This blog relates to a presentation given by OpenDevEd at The Education and Development Forum in Oxford (UKFIET 2023), as part of the sub-theme “Conflict, crisis, climate, and migration”. Our presentation was part of the symposium called Climate, environment and education outcomes – Preliminary findings and practical experience from East and West Africa.
Authors: Oluyemi Toyinbo1,2, Xuzel Villavicencio1
1Open Development and Education Ltd (OpenDevEd, UK and Sierra Leone)
2Oulun yliopisto (University of Oulu, Finland), Teknillinentiedekunta (Faculty of Technology), Rakennus-ja yhdyskuntatekniikka (Civil Engineering)
Schools serve as a second home for children, where they can spend up to 10 hours each day, 5 days a week, engaged in both learning and play. To foster optimal student learning, well-being, and overall health, it is vital that school environments prioritise comfort.

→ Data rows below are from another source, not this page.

use thiserror::Error;

/// Core domain errors
#[derive(Debug, Error)]
pub enum DomainError {
    #[error("Not found: {message}")]
    NotFound { message: String },

    #[error("Validation error: {message}")]
    Validation {
        message: String,
        field: Option<String>,
    },

    #[error("Configuration error: {message}")]
    Configuration { message: String },

    #[error("Provider error: {provider} - {message}")]
    Provider { provider: String, message: String },

    #[error("Data load error: {message}")]
    DataLoad { message: String },

    #[error("Model error: {message}")]
    Model { message: String },

    #[error("Serialization error: {message}")]
    Serialization { message: String },

    #[error("Internal error: {message}")]
    Internal { message: String },
}

impl DomainError {
    pub fn not_found(message: impl Into<String>) -> Self {
        Self::NotFound {
            message: message.into(),
        }
    }

    pub fn validation(message: impl Into<String>) -> Self {
        Self::Validation {
            message: message.into(),
            field: None,
        }
    }

    /// Validation error tied to a single input field
    pub fn invalid_field(field: impl Into<String>, message: impl Into<String>) -> Self {
        Self::Validation {
            message: message.into(),
            field: Some(field.into()),
        }
    }

    pub fn configuration(message: impl Into<String>) -> Self {
        Self::Configuration {
            message: message.into(),
        }
    }

    pub fn provider(provider: impl Into<String>, message: impl Into<String>) -> Self {
        Self::Provider {
            provider: provider.into(),
            message: message.into(),
        }
    }

    pub fn data_load(message: impl Into<String>) -> Self {
        Self::DataLoad {
            message: message.into(),
        }
    }

    pub fn model(message: impl Into<String>) -> Self {
        Self::Model {
            message: message.into(),
        }
    }

    pub fn serialization(message: impl Into<String>) -> Self {
        Self::Serialization {
            message: message.into(),
        }
    }

    pub fn internal(message: impl Into<String>) -> Self {
        Self::Internal {
            message: message.into(),
        }
    }

    /// Transport and status failures from remote providers are recoverable
    pub fn is_transient(&self) -> bool {
        matches!(self, Self::Provider { .. })
    }
}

Figure 1 below provides a concise summary of diverse recommendations pertaining to indoor environmental quality (IEQ) parameters for classrooms. Bear in mind that these recommended values should be considered a guideline rather than a hard rule, as comfort is a relative concept and there are other factors that impact comfort, such as building characteristics and psychological aspects.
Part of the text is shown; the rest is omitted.